_Task to carry out_:
Identify all lines of the data containing the string "return" and copy them.

[Stored data]
..............................

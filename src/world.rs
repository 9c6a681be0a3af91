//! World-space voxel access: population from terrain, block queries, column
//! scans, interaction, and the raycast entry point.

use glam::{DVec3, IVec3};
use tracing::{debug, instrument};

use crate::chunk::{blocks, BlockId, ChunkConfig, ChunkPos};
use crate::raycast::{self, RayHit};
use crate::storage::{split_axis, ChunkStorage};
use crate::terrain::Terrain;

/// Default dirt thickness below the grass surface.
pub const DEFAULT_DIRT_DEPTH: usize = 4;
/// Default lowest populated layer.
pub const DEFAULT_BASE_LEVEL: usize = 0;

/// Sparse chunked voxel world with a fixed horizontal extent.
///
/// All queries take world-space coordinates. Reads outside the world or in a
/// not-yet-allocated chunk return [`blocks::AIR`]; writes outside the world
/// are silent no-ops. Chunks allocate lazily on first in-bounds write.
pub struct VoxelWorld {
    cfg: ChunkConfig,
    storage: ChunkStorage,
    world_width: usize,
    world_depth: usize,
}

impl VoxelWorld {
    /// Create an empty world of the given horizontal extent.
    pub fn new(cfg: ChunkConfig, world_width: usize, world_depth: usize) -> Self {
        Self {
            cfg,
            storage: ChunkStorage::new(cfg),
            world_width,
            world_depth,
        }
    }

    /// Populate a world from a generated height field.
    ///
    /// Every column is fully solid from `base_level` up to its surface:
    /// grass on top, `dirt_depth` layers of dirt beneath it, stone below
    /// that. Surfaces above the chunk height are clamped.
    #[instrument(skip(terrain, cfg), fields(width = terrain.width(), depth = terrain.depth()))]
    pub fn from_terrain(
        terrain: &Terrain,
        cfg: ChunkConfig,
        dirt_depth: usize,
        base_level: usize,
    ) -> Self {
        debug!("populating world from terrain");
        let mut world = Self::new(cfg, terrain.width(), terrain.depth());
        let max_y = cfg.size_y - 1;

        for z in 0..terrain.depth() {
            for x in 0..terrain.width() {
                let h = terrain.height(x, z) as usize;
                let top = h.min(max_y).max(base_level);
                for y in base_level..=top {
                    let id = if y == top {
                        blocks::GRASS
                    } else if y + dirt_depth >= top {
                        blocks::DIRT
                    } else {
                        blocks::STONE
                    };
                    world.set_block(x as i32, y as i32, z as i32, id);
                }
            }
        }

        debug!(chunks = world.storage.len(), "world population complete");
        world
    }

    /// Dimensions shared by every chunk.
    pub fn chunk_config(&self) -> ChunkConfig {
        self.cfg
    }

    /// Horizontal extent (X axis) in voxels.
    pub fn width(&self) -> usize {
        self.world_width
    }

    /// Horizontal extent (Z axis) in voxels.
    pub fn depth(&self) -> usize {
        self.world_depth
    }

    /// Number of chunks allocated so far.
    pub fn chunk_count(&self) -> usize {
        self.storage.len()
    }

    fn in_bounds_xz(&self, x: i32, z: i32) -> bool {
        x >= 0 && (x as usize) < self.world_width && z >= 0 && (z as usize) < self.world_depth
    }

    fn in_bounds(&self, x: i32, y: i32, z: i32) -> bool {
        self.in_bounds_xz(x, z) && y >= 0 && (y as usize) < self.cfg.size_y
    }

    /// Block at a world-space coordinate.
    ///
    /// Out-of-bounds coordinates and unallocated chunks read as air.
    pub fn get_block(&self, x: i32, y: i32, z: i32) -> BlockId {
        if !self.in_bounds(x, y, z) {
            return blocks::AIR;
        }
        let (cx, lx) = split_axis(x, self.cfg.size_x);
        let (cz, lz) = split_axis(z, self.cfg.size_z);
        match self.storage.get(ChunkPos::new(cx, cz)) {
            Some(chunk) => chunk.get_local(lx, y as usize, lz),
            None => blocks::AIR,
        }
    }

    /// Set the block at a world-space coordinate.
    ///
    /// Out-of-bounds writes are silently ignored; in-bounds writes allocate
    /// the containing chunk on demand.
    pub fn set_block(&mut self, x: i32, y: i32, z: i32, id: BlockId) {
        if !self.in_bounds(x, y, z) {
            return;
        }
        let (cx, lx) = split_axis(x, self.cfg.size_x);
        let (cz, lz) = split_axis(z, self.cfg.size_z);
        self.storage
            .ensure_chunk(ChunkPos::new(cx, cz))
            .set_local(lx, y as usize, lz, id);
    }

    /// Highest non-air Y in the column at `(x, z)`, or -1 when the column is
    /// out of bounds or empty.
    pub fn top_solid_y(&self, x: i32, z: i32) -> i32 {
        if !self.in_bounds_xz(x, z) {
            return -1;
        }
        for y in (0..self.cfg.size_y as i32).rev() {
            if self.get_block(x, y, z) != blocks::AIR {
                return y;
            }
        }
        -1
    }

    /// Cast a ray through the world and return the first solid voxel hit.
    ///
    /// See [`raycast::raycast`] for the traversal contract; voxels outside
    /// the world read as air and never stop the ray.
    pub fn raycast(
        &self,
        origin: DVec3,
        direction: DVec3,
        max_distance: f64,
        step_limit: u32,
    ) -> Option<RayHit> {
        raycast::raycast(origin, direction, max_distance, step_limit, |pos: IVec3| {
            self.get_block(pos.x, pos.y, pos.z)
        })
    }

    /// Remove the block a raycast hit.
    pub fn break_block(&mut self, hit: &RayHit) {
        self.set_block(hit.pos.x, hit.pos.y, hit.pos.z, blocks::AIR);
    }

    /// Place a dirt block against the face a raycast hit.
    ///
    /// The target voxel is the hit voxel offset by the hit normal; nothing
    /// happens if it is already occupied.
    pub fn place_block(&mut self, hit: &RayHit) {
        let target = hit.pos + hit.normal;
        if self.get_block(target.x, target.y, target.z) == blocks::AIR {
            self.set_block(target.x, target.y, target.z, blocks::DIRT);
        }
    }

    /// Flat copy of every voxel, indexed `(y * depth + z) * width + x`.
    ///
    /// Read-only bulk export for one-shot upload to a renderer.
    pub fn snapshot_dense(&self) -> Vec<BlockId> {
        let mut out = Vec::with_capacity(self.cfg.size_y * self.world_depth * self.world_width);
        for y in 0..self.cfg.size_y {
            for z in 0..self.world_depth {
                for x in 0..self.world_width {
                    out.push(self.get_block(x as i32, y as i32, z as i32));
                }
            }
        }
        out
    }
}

..............................

_Problem solution_:
/// not-yet-allocated chunk return [`blocks::AIR`]; writes outside the world
            return blocks::AIR;
            return;
            return -1;
                return y;
    /// Cast a ray through the world and return the first solid voxel hit.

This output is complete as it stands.